As night follows day, so action plans inevitably trail in the wake of targets. Here, too, journalists are missing out through their myopic and single-minded pursuit of stories.

Last year, a lecturer friend told me that he was required to write five separate action plans for just one of the courses he taught and ran.

Just think how much better this column would be if only I took a little (well, actually quite a lot) of time away from it, for a similar bout of action planning.

Then there is the issue of evidence. How does a journalist know - or, more to the point, how does a journalist’s editor know - that good stories have been written? (Sorry, that last part should, of course, have read “that high-quality journalistic services have been delivered.”) You might think that the articles are there for all to see, in the same way as a student’s results are in the public domain. But anyone could have written that piece. It could have been downloaded verbatim from the internet. Or culled from last year’s paper.

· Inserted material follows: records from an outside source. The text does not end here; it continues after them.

use std::path::{Path, PathBuf};

use clap::Parser;
use dotenvy::dotenv;
use jm_common::{
    logging, BatchEntry, BatchOptions, CandidateProfile, InMemoryMatchStore, MatchResult,
    MatchStore, MatchingConfig, MatchingEngine, VacancyRecord,
};
use serde::{de::DeserializeOwned, Serialize};
use tracing::info;

mod error;

use error::CliError;

#[derive(Debug, Clone, Parser)]
#[command(name = "jm-match", about = "Score a candidate profile against a list of vacancies")]
struct Cli {
    /// JSON file holding one candidate profile
    #[arg(long)]
    candidate: PathBuf,

    /// JSON file holding an array of vacancies
    #[arg(long)]
    vacancies: PathBuf,

    /// Maximum number of pairs scored at once
    #[arg(long, env = "JM_MATCH_CONCURRENCY")]
    concurrency: Option<usize>,

    /// Save results into an in-memory store and report the stored pairs
    #[arg(long, default_value_t = false, conflicts_with = "rank")]
    persist: bool,

    /// Print successful results best first instead of input order
    #[arg(long, default_value_t = false)]
    rank: bool,

    /// Pretty-print the JSON output
    #[arg(long, default_value_t = false)]
    pretty: bool,
}

#[derive(Debug, Serialize)]
struct EntryOutput {
    vacancy_index: usize,
    vacancy_id: Option<i64>,
    #[serde(skip_serializing_if = "Option::is_none")]
    result: Option<MatchResult>,
    #[serde(skip_serializing_if = "Option::is_none")]
    error: Option<String>,
}

impl From<BatchEntry> for EntryOutput {
    fn from(entry: BatchEntry) -> Self {
        let (result, error) = match entry.outcome {
            Ok(result) => (Some(result), None),
            Err(err) => (None, Some(err.to_string())),
        };
        Self {
            vacancy_index: entry.vacancy_index,
            vacancy_id: entry.vacancy_id,
            result,
            error,
        }
    }
}

#[derive(Debug, Serialize)]
struct Report {
    candidate_id: Option<i64>,
    vacancies: usize,
    matches: Vec<EntryOutput>,
    /// `[candidate_id, vacancy_id]` of every stored result.
    #[serde(skip_serializing_if = "Option::is_none")]
    persisted: Option<Vec<[i64; 2]>>,
}

fn read_json<T: DeserializeOwned>(path: &Path) -> Result<T, CliError> {
    let raw = std::fs::read_to_string(path).map_err(|source| CliError::Read {
        path: path.to_path_buf(),
        source,
    })?;
    serde_json::from_str(&raw).map_err(|source| CliError::Parse {
        path: path.to_path_buf(),
        source,
    })
}

fn batch_options(cli: &Cli) -> BatchOptions {
    let mut options = BatchOptions {
        persist: cli.persist,
        ..BatchOptions::default()
    };
    if let Some(concurrency) = cli.concurrency {
        options.max_concurrency = concurrency;
    }
    options
}

fn build_report(
    engine: &MatchingEngine,
    cli: &Cli,
    candidate: &CandidateProfile,
    vacancies: &[VacancyRecord],
) -> Result<Report, CliError> {
    let options = batch_options(cli);

    if cli.rank {
        let matches = engine
            .rank_vacancies(candidate, vacancies, &options)?
            .into_iter()
            .map(|ranked| EntryOutput {
                vacancy_index: ranked.vacancy_index,
                vacancy_id: ranked.vacancy_id,
                result: Some(ranked.result),
                error: None,
            })
            .collect();
        return Ok(Report {
            candidate_id: candidate.id,
            vacancies: vacancies.len(),
            matches,
            persisted: None,
        });
    }

    let store = InMemoryMatchStore::new();
    let store_ref: Option<&dyn MatchStore> = if cli.persist { Some(&store) } else { None };
    let entries = engine.batch_match(candidate, vacancies, &options, store_ref)?;

    Ok(Report {
        candidate_id: candidate.id,
        vacancies: vacancies.len(),
        matches: entries.into_iter().map(EntryOutput::from).collect(),
        persisted: cli.persist.then(|| {
            store
                .snapshot()
                .into_iter()
                .map(|((candidate_id, vacancy_id), _)| [candidate_id, vacancy_id])
                .collect()
        }),
    })
}

fn run() -> Result<(), CliError> {
    dotenv().ok();
    logging::init_tracing_subscriber("jm-match");
    logging::install_tracing_panic_hook("jm-match");

    let cli = Cli::parse();
    let engine = MatchingEngine::new(MatchingConfig::from_env()?)?;

    let candidate: CandidateProfile = read_json(&cli.candidate)?;
    let vacancies: Vec<VacancyRecord> = read_json(&cli.vacancies)?;
    info!(
        candidate = %cli.candidate.display(),
        vacancies = vacancies.len(),
        rank = cli.rank,
        persist = cli.persist,
        "jm-match starting"
    );

    let report = build_report(&engine, &cli, &candidate, &vacancies)?;
    let rendered = if cli.pretty {
        serde_json::to_string_pretty(&report)?
    } else {
        serde_json::to_string(&report)?
    };
    println!("{rendered}");
    Ok(())
}

fn main() {
    if let Err(err) = run() {
        tracing::error!(error = %err, "jm-match failed");
        eprintln!("jm-match: {err}");
        std::process::exit(1);
    }
}

#[cfg(test)]
mod tests {
    use super::*;
    use jm_common::schema::LocationPreferences;

    fn cli(args: &[&str]) -> Cli {
        let mut argv = vec!["jm-match", "--candidate", "c.json", "--vacancies", "v.json"];
        argv.extend_from_slice(args);
        Cli::try_parse_from(argv).unwrap()
    }

    fn remote() -> LocationPreferences {
        LocationPreferences {
            is_remote: Some(true),
            ..LocationPreferences::default()
        }
    }

    #[test]
    fn parses_flags() {
        let parsed = cli(&["--concurrency", "3", "--persist", "--pretty"]);
        assert_eq!(parsed.candidate, PathBuf::from("c.json"));
        assert_eq!(parsed.concurrency, Some(3));
        assert!(parsed.persist);
        assert!(parsed.pretty);
        assert!(!parsed.rank);
        assert_eq!(batch_options(&parsed).max_concurrency, 3);
    }

    #[test]
    fn persist_and_rank_are_exclusive() {
        let args = ["jm-match", "--candidate", "c.json", "--vacancies", "v.json", "--rank", "--persist"];
        assert!(Cli::try_parse_from(args).is_err());
    }

    #[test]
    fn input_paths_are_required() {
        assert!(Cli::try_parse_from(["jm-match", "--candidate", "c.json"]).is_err());
    }

    #[test]
    fn report_lists_entries_and_persisted_pairs() {
        let candidate = CandidateProfile {
            id: Some(1),
            skills: vec!["rust".into()],
            location: remote(),
            ..CandidateProfile::default()
        };
        let vacancies = vec![
            VacancyRecord {
                id: Some(10),
                required_skills: vec!["rust".into()],
                location: remote(),
                ..VacancyRecord::default()
            },
            VacancyRecord {
                id: None,
                required_skills: vec!["go".into()],
                location: remote(),
                ..VacancyRecord::default()
            },
        ];

        let report = build_report(
            &MatchingEngine::default(),
            &cli(&["--persist", "--concurrency", "2"]),
            &candidate,
            &vacancies,
        )
        .unwrap();

        assert_eq!(report.matches.len(), 2);
        assert!(report.matches[0].result.is_some());
        assert!(report.matches[1].error.is_some());
        assert_eq!(report.persisted, Some(vec![[1, 10]]));

        let json = serde_json::to_value(&report).unwrap();
        assert_eq!(json["matches"][0]["result"]["quality"], "High");
        assert!(json["matches"][0].get("error").is_none());
    }

    #[test]
    fn ranked_report_is_best_first() {
        let candidate = CandidateProfile {
            skills: vec!["rust".into(), "sql".into()],
            location: remote(),
            ..CandidateProfile::default()
        };
        let vacancies = vec![
            VacancyRecord {
                id: Some(1),
                required_skills: vec!["go".into()],
                location: remote(),
                ..VacancyRecord::default()
            },
            VacancyRecord {
                id: Some(2),
                required_skills: vec!["rust".into(), "sql".into()],
                location: remote(),
                ..VacancyRecord::default()
            },
        ];

        let report = build_report(&MatchingEngine::default(), &cli(&["--rank"]), &candidate, &vacancies)
            .unwrap();
        let ids: Vec<_> = report.matches.iter().map(|m| m.vacancy_id).collect();
        assert_eq!(ids, vec![Some(2), Some(1)]);
        assert_eq!(report.persisted, None);
    }
}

Every journalist should therefore be required to produce their own “trail of evidence”. An interview is conducted: the interviewee signs off the reporter’s log sheet. An article is written: the plan, draft and edited version is collected, stored and appropriately labelled.

This will involve more work but surely no journalist worth his or her salt could resent losing days off and weekends when they realise the quality gains that would be achieved.

British journalism is crying out for its very own inspection regime. Just as with the Office for Standards in Education and the Adult Learning Inspectorate, this will provide an absolute guarantee of quality.

Thus the new journalism inspection mandate (or JIM) will be welcomed by the whole profession. Quite why no one has thought of JIM before is a puzzle to me - a sort of Jimmy riddle if you like.